Nasza Loteria NaM - pasek na kartach artykułów

Małgorzata Meissner - Rölle, założycielka Domu Dziecka w Kościerzynie odeszła nagle i niespodziewanie...

Joanna Surażyńska
Joanna Surażyńska
Małgorzata Meissner - Rölle, emerytowana nauczycielka, wychowawca, dyrektorka bursy i założycielka Domu Dziecka w Kościerzynie. Znana powszechnie wszystkim jako Jola, odeszła nagle i niespodziewanie w dniu 11 listopada br., mając zaledwie 68 lat. Przeczytaj wspomnienie, jakie napisali jej współpracownicy i przyjaciele.

Listopadowe wspomnienie…
Listopad to miesiąc dla nas wszystkich nieco smutny i przygnębiający. Powodów jest wiele… Czy to zmieniająca się pora roku - jesień, która w listopadzie nie koniecznie darzy nas babim latem, słońcem i błękitem nieba, czy też coraz krótsze dni, długie i ciemne wieczory, mżawki, deszcze, mgły i szaruga! Również Święto Zmarłych i Dzień Zaduszny, które w tym roku były trudne dla nas wszystkich, szczególnie zaś dla tych, którzy niedawno stracili swoich bliskich.., ukochanych i którzy nie mogli ich odwiedzić.
Listopad 2020 roku będzie dla wielu z nas, mieszkańców Kościerzyny i okolic, czasem pamięci i wspomnień zmarłej Małgorzaty Meissner - Rölle, emerytowanej nauczycielki, wychowawcy, dyrektora bursy i założycielki Domu Dziecka w Kościerzynie. Znana powszechnie wszystkim jako Jola, odeszła nagle i niespodziewanie w dniu 11 listopada br., mając zaledwie 68 lat.
Praktycznie jej całe dorosłe życie zawodowe związane było z pracą na rzecz dzieci i młodzieży. Sama wspominała, że w młodości jak „Siłaczka” marzyła, by poświęcić się dla innych i tak praktycznie było.

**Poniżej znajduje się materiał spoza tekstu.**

use parqlens::{
    AppConfig, FilterOperator, FilterStatement, PlanOverride, RowRange, Session, SortDirection,
    SortSpec, ViewSpec,
};

mod common;

fn open_session(rows: usize) -> (Session, tempfile::NamedTempFile) {
    let file = common::write_parquet(rows);
    let mut session = Session::new(AppConfig::default());
    session.open_path(file.path(), PlanOverride::None).unwrap();
    (session, file)
}

#[test]
fn test_empty_search_is_identity() {
    let (mut session, _file) = open_session(20);

    let searched = ViewSpec {
        search: Some(String::new()),
        ..Default::default()
    };
    let a = session
        .page(RowRange::new(0, 20), &ViewSpec::default())
        .unwrap();
    let b = session.page(RowRange::new(0, 20), &searched).unwrap();
    assert_eq!(common::ids_of(&a.df), common::ids_of(&b.df));
}

#[test]
fn test_search_matches_any_column_case_insensitive() {
    let (mut session, _file) = open_session(30);

    // "ROW_2" matches name values row_2 and row_2x via substring.
    let view = ViewSpec {
        search: Some("ROW_2".to_string()),
        ..Default::default()
    };
    let page = session.page(RowRange::new(0, 30), &view).unwrap();
    let ids = common::ids_of(&page.df);
    assert!(ids.contains(&2));
    assert!(ids.contains(&25));
    assert!(!ids.contains(&3));
}

#[test]
fn test_filter_then_sort() {
    let (mut session, _file) = open_session(10);

    let view = ViewSpec {
        filters: vec![FilterStatement {
            column: "id".to_string(),
            operator: FilterOperator::Gt,
            value: "5".to_string(),
        }],
        sort: SortSpec::by("id", SortDirection::Descending),
        ..Default::default()
    };
    let page = session.page(RowRange::new(0, 10), &view).unwrap();
    assert_eq!(common::ids_of(&page.df), vec![9, 8, 7, 6]);
    assert_eq!(page.total_rows, 4);
}

#[test]
fn test_clearing_sort_restores_file_order() {
    let (mut session, _file) = open_session(8);

    let sorted = ViewSpec {
        sort: SortSpec::by("id", SortDirection::Descending),
        ..Default::default()
    };
    let page = session.page(RowRange::new(0, 8), &sorted).unwrap();
    assert_eq!(common::ids_of(&page.df), vec![7, 6, 5, 4, 3, 2, 1, 0]);

    let page = session
        .page(RowRange::new(0, 8), &ViewSpec::default())
        .unwrap();
    assert_eq!(common::ids_of(&page.df), (0..8).collect::<Vec<i64>>());
}

#[test]
fn test_ordering_filter_on_boolean_column_errors() {
    use polars::prelude::*;
    use std::io::Write;

    let mut df = df!(
        "id" => [1i64, 2, 3],
        "flag" => [true, false, true]
    )
    .unwrap();
    let mut temp = tempfile::NamedTempFile::new().unwrap();
    ParquetWriter::new(temp.as_file_mut())
        .finish(&mut df)
        .unwrap();
    temp.flush().unwrap();

    let mut session = Session::new(AppConfig::default());
    session.open_path(temp.path(), PlanOverride::None).unwrap();

    let view = ViewSpec {
        filters: vec![FilterStatement {
            column: "flag".to_string(),
            operator: FilterOperator::Gt,
            value: "true".to_string(),
        }],
        ..Default::default()
    };
    assert!(session.page(RowRange::new(0, 3), &view).is_err());
}

#[test]
fn test_filter_against_unknown_column_errors() {
    let (mut session, _file) = open_session(5);

    let view = ViewSpec {
        filters: vec![FilterStatement {
            column: "nope".to_string(),
            operator: FilterOperator::Eq,
            value: "1".to_string(),
        }],
        ..Default::default()
    };
    assert!(session.page(RowRange::new(0, 5), &view).is_err());
}

fn write_parquet_with_binary_column() -> tempfile::NamedTempFile {
    use polars::prelude::*;
    use std::io::Write;

    let mut df = df!(
        "id" => [1i64, 2, 3],
        "name" => ["alpha", "beta", "gamma"]
    )
    .unwrap();
    let image = Series::new(
        "image".into(),
        &[
            b"\x89PNG\r\n\x1a\n\xff\xfe".as_slice(),
            b"\xff\xd8\xff\xe0\x00\x10".as_slice(),
            b"\x00\x01\x02\x03\x80\x81".as_slice(),
        ],
    );
    df.with_column(image).unwrap();

    let mut temp = tempfile::NamedTempFile::new().unwrap();
    ParquetWriter::new(temp.as_file_mut())
        .finish(&mut df)
        .unwrap();
    temp.flush().unwrap();
    temp
}

#[test]
fn test_search_skips_binary_columns() {
    let file = write_parquet_with_binary_column();
    let mut session = Session::new(AppConfig::default());
    session.open_path(file.path(), PlanOverride::None).unwrap();

    let view = ViewSpec {
        search: Some("beta".to_string()),
        ..Default::default()
    };
    let page = session.page(RowRange::new(0, 3), &view).unwrap();
    assert_eq!(page.total_rows, 1);
    assert_eq!(common::ids_of(&page.df), vec![2]);
}

#[test]
fn test_contains_filter_on_binary_column_errors() {
    let file = write_parquet_with_binary_column();
    let mut session = Session::new(AppConfig::default());
    session.open_path(file.path(), PlanOverride::None).unwrap();

    let view = ViewSpec {
        filters: vec![FilterStatement {
            column: "image".to_string(),
            operator: FilterOperator::Contains,
            value: "PNG".to_string(),
        }],
        ..Default::default()
    };
    let err = session.page(RowRange::new(0, 3), &view).unwrap_err();
    assert!(matches!(err, parqlens::ParqError::IncompatibleFilter { .. }));
}

#[test]
fn test_sampled_plan_pages_come_from_sample() {
    let file = common::write_parquet(100);
    let mut session = Session::new(AppConfig::default());
    session
        .open_path(file.path(), PlanOverride::ForceSample)
        .unwrap();

    let sample = session.sample_page(Some(3)).unwrap();
    let sample_ids = common::ids_of(&sample.df);

    let page = session
        .page(RowRange::new(0, 100), &ViewSpec::default())
        .unwrap();
    assert_eq!(common::ids_of(&page.df), sample_ids);
}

Po maturze w 1971 roku rozpoczęła pracę w Statystyce, ale to nie była Jej misja życiowa. Szybko więc rozpoczęła swoją karierę pedagogiczną. Najpierw była szkoła w Częstkowie, a potem w 1976 roku Bursa w Kościerzynie i praca jako wychowawca z młodzieżą. Po 10 latach została zastępcą Dyrektora Bursy Szkolnictwa Zawodowego w Kościerzynie, a w 1989 - Dyrektorem i była nim aż do przejścia na emeryturę w 2006 roku. Była ikoną zarządzania i organizacji pomocy. Wieloletnim członkiem ZNP i prezesem ogniska ZNP, który za swoją aktywną działalność na rzecz Związku i pracowników został uhonorowany złotą odznaką ZNP, podobnie jak placówka, której przewodziła.

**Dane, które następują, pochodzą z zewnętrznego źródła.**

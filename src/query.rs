//! Search, filter, and sort as pure LazyFrame transforms.
//!
//! A [`ViewSpec`] describes the logical view: free-text search across all
//! columns, structured per-column filters (AND-composed), and an optional
//! sort. Application order is fixed: search, then filters, then sort.

use polars::prelude::*;

use crate::error::{ParqError, Result};

#[derive(Debug, Clone, Copy, PartialEq, Eq)]
pub enum FilterOperator {
    Eq,
    Contains,
    Gt,
    Lt,
    GtEq,
    LtEq,
}

impl FilterOperator {
    pub fn as_str(&self) -> &'static str {
        match self {
            FilterOperator::Eq => "=",
            FilterOperator::Contains => "contains",
            FilterOperator::Gt => ">",
            FilterOperator::Lt => "<",
            FilterOperator::GtEq => ">=",
            FilterOperator::LtEq => "<=",
        }
    }

    pub fn parse(s: &str) -> Option<Self> {
        match s {
            "=" | "==" | "equals" => Some(FilterOperator::Eq),
            "contains" => Some(FilterOperator::Contains),
            ">" | "gt" | "greater_than" => Some(FilterOperator::Gt),
            "<" | "lt" | "less_than" => Some(FilterOperator::Lt),
            ">=" | "gte" | "greater_or_equal" => Some(FilterOperator::GtEq),
            "<=" | "lte" | "less_or_equal" => Some(FilterOperator::LtEq),
            _ => None,
        }
    }

    fn is_ordering(&self) -> bool {
        matches!(
            self,
            FilterOperator::Gt | FilterOperator::Lt | FilterOperator::GtEq | FilterOperator::LtEq
        )
    }
}

/// One structured filter condition. Values arrive as strings and are coerced
/// to the column dtype when the expression is built.
#[derive(Debug, Clone, PartialEq)]
pub struct FilterStatement {
    pub column: String,
    pub operator: FilterOperator,
    pub value: String,
}

#[derive(Debug, Clone, Copy, PartialEq, Eq, Default)]
pub enum SortDirection {
    #[default]
    Ascending,
    Descending,
}

/// Sort by a single column; `column: None` keeps file order.
#[derive(Debug, Clone, PartialEq, Default)]
pub struct SortSpec {
    pub column: Option<String>,
    pub direction: SortDirection,
}

impl SortSpec {
    pub fn none() -> Self {
        Self::default()
    }

    pub fn by(column: impl Into<String>, direction: SortDirection) -> Self {
        Self {
            column: Some(column.into()),
            direction,
        }
    }
}

/// The logical view over a dataset before pagination.
#[derive(Debug, Clone, PartialEq, Default)]
pub struct ViewSpec {
    pub search: Option<String>,
    pub filters: Vec<FilterStatement>,
    pub sort: SortSpec,
}

impl ViewSpec {
    /// True when the view leaves the dataset untouched (plain pagination).
    pub fn is_identity(&self) -> bool {
        self.search.as_deref().map_or(true, |s| s.trim().is_empty())
            && self.filters.is_empty()
            && self.sort.column.is_none()
    }

    /// Apply search, filters, and sort to a lazy frame. Pure: the input frame
    /// and the view itself are untouched.
    pub fn apply(&self, mut lf: LazyFrame, schema: &Schema) -> Result<LazyFrame> {
        if let Some(term) = self.search.as_deref() {
            if let Some(expr) = search_expr(schema, term) {
                lf = lf.filter(expr);
            }
        }
        if let Some(expr) = filter_expr(schema, &self.filters)? {
            lf = lf.filter(expr);
        }
        Ok(sort_view(lf, schema, &self.sort)?)
    }
}

/// Case-insensitive substring match over the string form of every column,
/// OR-reduced. Whitespace-only terms produce no expression (identity).
/// Binary and nested columns have no sensible string form and are left out
/// of the reduction; a row still matches through its other columns.
pub fn search_expr(schema: &Schema, term: &str) -> Option<Expr> {
    let term = term.trim().to_lowercase();
    if term.is_empty() {
        return None;
    }
    schema
        .iter()
        .filter(|(_, dtype)| has_string_form(dtype))
        .map(|(name, _)| {
            col(name.as_str())
                .cast(DataType::String)
                .str()
                .to_lowercase()
                .str()
                .contains_literal(lit(term.as_str()))
        })
        .reduce(|a, b| a.or(b))
}

/// Dtypes whose values cast cleanly to a string.
fn has_string_form(dtype: &DataType) -> bool {
    !matches!(
        dtype,
        DataType::Binary | DataType::BinaryOffset | DataType::Null
    ) && !dtype.is_nested()
}

/// AND-composed filter expression; `None` when the list is empty.
pub fn filter_expr(schema: &Schema, filters: &[FilterStatement]) -> Result<Option<Expr>> {
    let mut combined: Option<Expr> = None;
    for filter in filters {
        let expr = statement_expr(schema, filter)?;
        combined = Some(match combined {
            Some(current) => current.and(expr),
            None => expr,
        });
    }
    Ok(combined)
}

fn statement_expr(schema: &Schema, filter: &FilterStatement) -> Result<Expr> {
    let dtype = schema
        .get(filter.column.as_str())
        .ok_or_else(|| ParqError::ColumnNotFound {
            column: filter.column.clone(),
        })?;

    if filter.operator.is_ordering() && !is_orderable(dtype) {
        return Err(ParqError::IncompatibleFilter {
            column: filter.column.clone(),
            operator: filter.operator.as_str().to_string(),
            dtype: format!("{}", dtype),
        });
    }

    if filter.operator == FilterOperator::Contains && !has_string_form(dtype) {
        return Err(ParqError::IncompatibleFilter {
            column: filter.column.clone(),
            operator: filter.operator.as_str().to_string(),
            dtype: format!("{}", dtype),
        });
    }

    let col_expr = col(filter.column.as_str());
    if filter.operator == FilterOperator::Contains {
        // Substring match on the string form of any stringifiable dtype.
        return Ok(col_expr
            .cast(DataType::String)
            .str()
            .contains_literal(lit(filter.value.as_str())));
    }

    let (col_expr, val_lit) = coerce_operands(col_expr, dtype, &filter.value);
    Ok(match filter.operator {
        FilterOperator::Eq => col_expr.eq(val_lit),
        FilterOperator::Gt => col_expr.gt(val_lit),
        FilterOperator::Lt => col_expr.lt(val_lit),
        FilterOperator::GtEq => col_expr.gt_eq(val_lit),
        FilterOperator::LtEq => col_expr.lt_eq(val_lit),
        FilterOperator::Contains => unreachable!("handled above"),
    })
}

/// Coerce the string value to the column dtype where a parse succeeds;
/// otherwise both sides compare as strings. Temporal and other non-primitive
/// orderable columns compare through their string form, which is consistent
/// for the default ISO rendering.
fn coerce_operands(col_expr: Expr, dtype: &DataType, value: &str) -> (Expr, Expr) {
    match dtype {
        DataType::Float32 | DataType::Float64 => match value.parse::<f64>() {
            Ok(v) => (col_expr, lit(v)),
            Err(_) => (col_expr.cast(DataType::String), lit(value)),
        },
        DataType::Int8 | DataType::Int16 | DataType::Int32 | DataType::Int64 => {
            match value.parse::<i64>() {
                Ok(v) => (col_expr, lit(v)),
                Err(_) => (col_expr.cast(DataType::String), lit(value)),
            }
        }
        DataType::UInt8 | DataType::UInt16 | DataType::UInt32 | DataType::UInt64 => {
            match value.parse::<u64>() {
                Ok(v) => (col_expr, lit(v)),
                Err(_) => (col_expr.cast(DataType::String), lit(value)),
            }
        }
        DataType::Boolean => match value.parse::<bool>() {
            Ok(v) => (col_expr, lit(v)),
            Err(_) => (col_expr.cast(DataType::String), lit(value)),
        },
        DataType::String => (col_expr, lit(value)),
        _ => (col_expr.cast(DataType::String), lit(value)),
    }
}

/// Dtypes that support ordering comparisons.
fn is_orderable(dtype: &DataType) -> bool {
    dtype.is_numeric()
        || dtype.is_temporal()
        || matches!(dtype, DataType::String | DataType::Categorical(..))
}

/// Stable sort with nulls last in both directions. `column: None` is identity.
pub fn sort_view(lf: LazyFrame, schema: &Schema, sort: &SortSpec) -> Result<LazyFrame> {
    let Some(name) = sort.column.as_deref() else {
        return Ok(lf);
    };
    if schema.get(name).is_none() {
        return Err(ParqError::ColumnNotFound {
            column: name.to_string(),
        });
    }
    let options = SortMultipleOptions {
        descending: vec![sort.direction == SortDirection::Descending],
        nulls_last: vec![true],
        maintain_order: true,
        ..Default::default()
    };
    Ok(lf.sort_by_exprs(vec![col(name)], options))
}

Czas Jej pracy zawodowej był bardzo owocny. Jego wynikiem było utworzenie w 1991 r. Domu Dziecka w Kościerzynie i z czasem Zespołu Opiekuńczo – Wychowawczego Bursy i Domu Dziecka, któremu przewodziła i z którego wyszły rzesze młodzieży i dzieci. Były lata, że w Bursie rocznie zamieszkiwało 200 – 300 osób, a w domu dziecka liczba dochodziła do ponad 50 dzieci. Łatwo obliczyć zatem, że przez lata swojej pracy opiekowała się tysiącami młodzieży i dzieci, którym często zastępowała matkę i którzy do tej pory dobrze to wspominają. Spotykając Ją w mieście z radością witali mówiąc „Pani Jolu.., Pani Jolu!”, a dzieci ją widząc, wołały radośnie Pani Dyrektor..! I wyciągając ręce podbiegały i przytulały się. Te najmniejsze sadzała na kolanach, kremowała po kąpieli i czesała… Mówiła dobranoc.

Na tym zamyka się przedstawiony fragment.